▶ Task goal
Would you return, word for word, the lines of the data below from the line with "for a subscription." through the line with "(receives all changes).", and no others?

▶ Input material
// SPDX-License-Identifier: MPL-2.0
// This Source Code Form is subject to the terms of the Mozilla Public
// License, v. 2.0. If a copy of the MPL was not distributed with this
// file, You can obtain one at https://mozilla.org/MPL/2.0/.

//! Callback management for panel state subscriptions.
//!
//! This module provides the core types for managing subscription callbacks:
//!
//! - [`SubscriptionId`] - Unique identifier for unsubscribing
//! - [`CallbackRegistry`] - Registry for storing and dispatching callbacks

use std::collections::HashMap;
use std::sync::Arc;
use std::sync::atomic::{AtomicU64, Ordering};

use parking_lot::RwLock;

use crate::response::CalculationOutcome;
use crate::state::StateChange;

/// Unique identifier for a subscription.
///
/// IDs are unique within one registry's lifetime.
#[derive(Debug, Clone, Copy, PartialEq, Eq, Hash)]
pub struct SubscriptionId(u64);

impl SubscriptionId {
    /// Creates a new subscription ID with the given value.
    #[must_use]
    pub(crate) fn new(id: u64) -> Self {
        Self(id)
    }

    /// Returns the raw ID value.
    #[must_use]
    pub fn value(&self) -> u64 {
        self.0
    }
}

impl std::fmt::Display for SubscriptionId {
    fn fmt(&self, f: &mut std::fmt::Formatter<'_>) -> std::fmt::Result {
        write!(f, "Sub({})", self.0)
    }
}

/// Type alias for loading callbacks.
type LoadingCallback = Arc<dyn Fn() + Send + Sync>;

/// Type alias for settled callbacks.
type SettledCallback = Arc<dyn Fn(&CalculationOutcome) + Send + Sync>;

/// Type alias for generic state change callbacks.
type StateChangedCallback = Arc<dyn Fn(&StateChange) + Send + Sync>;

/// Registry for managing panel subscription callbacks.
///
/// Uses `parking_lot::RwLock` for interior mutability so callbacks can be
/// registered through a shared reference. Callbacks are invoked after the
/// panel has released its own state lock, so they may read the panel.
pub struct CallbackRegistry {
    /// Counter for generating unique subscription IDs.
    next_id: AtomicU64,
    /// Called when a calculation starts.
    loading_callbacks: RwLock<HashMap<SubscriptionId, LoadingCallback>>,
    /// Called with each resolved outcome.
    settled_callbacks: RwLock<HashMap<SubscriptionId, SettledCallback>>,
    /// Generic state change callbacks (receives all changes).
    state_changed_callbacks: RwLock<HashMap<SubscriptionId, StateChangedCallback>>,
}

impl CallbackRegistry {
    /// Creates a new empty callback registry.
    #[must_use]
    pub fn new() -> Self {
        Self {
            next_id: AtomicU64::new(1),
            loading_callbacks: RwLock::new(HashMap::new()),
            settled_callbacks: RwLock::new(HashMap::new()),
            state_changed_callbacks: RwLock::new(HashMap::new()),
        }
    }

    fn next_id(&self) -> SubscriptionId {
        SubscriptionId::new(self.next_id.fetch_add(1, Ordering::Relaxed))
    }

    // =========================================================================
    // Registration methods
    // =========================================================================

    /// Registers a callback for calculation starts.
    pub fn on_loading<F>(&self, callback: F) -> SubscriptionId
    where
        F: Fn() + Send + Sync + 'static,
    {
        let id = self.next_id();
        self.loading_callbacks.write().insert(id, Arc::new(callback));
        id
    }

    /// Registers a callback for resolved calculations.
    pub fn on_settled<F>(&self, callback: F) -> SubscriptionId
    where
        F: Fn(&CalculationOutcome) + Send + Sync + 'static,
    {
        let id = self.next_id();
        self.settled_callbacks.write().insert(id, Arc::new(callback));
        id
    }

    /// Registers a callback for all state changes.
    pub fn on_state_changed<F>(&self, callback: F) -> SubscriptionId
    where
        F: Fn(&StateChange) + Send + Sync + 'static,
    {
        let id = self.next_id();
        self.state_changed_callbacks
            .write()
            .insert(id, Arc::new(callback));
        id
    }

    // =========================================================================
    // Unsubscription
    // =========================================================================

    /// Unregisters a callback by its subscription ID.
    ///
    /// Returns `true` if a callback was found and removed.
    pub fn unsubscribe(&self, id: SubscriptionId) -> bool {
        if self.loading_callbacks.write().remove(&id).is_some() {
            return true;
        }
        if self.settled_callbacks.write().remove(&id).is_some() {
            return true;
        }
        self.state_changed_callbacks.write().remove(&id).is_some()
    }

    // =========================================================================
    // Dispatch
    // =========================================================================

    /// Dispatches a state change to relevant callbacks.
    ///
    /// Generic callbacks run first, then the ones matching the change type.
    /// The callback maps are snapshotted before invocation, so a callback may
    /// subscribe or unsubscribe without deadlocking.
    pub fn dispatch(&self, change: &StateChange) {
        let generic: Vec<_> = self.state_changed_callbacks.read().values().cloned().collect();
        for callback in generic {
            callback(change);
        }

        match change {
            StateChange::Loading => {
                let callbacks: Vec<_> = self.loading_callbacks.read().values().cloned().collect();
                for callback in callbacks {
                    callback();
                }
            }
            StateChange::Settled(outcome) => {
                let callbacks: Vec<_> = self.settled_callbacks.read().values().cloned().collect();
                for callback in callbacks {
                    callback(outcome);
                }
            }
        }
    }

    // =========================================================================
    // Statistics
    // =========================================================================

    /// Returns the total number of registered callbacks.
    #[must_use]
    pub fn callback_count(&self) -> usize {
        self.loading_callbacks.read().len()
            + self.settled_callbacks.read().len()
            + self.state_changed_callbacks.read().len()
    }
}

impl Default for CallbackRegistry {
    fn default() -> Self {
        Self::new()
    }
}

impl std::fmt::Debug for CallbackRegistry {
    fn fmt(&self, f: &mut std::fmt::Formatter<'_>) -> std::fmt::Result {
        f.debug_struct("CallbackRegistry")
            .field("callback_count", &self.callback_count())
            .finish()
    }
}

...

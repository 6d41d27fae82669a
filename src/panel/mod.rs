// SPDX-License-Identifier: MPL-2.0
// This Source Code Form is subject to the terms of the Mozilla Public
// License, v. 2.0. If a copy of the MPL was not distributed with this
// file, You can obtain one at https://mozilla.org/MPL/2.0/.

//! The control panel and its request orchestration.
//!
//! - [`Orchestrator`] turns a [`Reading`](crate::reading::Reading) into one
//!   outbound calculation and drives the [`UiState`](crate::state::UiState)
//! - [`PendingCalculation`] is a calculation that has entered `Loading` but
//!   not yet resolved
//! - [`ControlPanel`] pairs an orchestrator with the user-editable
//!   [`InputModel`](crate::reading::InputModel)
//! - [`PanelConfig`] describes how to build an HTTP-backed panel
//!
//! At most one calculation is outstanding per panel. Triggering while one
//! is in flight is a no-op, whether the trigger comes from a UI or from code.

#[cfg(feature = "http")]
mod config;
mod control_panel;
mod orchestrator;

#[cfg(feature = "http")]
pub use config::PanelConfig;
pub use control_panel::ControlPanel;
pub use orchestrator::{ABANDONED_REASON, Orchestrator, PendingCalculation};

▶ Answer for the task
/// Unique identifier for a subscription.
///
/// IDs are unique within one registry's lifetime.
#[derive(Debug, Clone, Copy, PartialEq, Eq, Hash)]
pub struct SubscriptionId(u64);

impl SubscriptionId {
    /// Creates a new subscription ID with the given value.
    #[must_use]
    pub(crate) fn new(id: u64) -> Self {
        Self(id)
    }

    /// Returns the raw ID value.
    #[must_use]
    pub fn value(&self) -> u64 {
        self.0
    }
}

impl std::fmt::Display for SubscriptionId {
    fn fmt(&self, f: &mut std::fmt::Formatter<'_>) -> std::fmt::Result {
        write!(f, "Sub({})", self.0)
    }
}

/// Type alias for loading callbacks.
type LoadingCallback = Arc<dyn Fn() + Send + Sync>;

/// Type alias for settled callbacks.
type SettledCallback = Arc<dyn Fn(&CalculationOutcome) + Send + Sync>;

/// Type alias for generic state change callbacks.
type StateChangedCallback = Arc<dyn Fn(&StateChange) + Send + Sync>;

/// Registry for managing panel subscription callbacks.
///
/// Uses `parking_lot::RwLock` for interior mutability so callbacks can be
/// registered through a shared reference. Callbacks are invoked after the
/// panel has released its own state lock, so they may read the panel.
pub struct CallbackRegistry {
    /// Counter for generating unique subscription IDs.
    next_id: AtomicU64,
    /// Called when a calculation starts.
    loading_callbacks: RwLock<HashMap<SubscriptionId, LoadingCallback>>,
    /// Called with each resolved outcome.
    settled_callbacks: RwLock<HashMap<SubscriptionId, SettledCallback>>,
    /// Generic state change callbacks (receives all changes).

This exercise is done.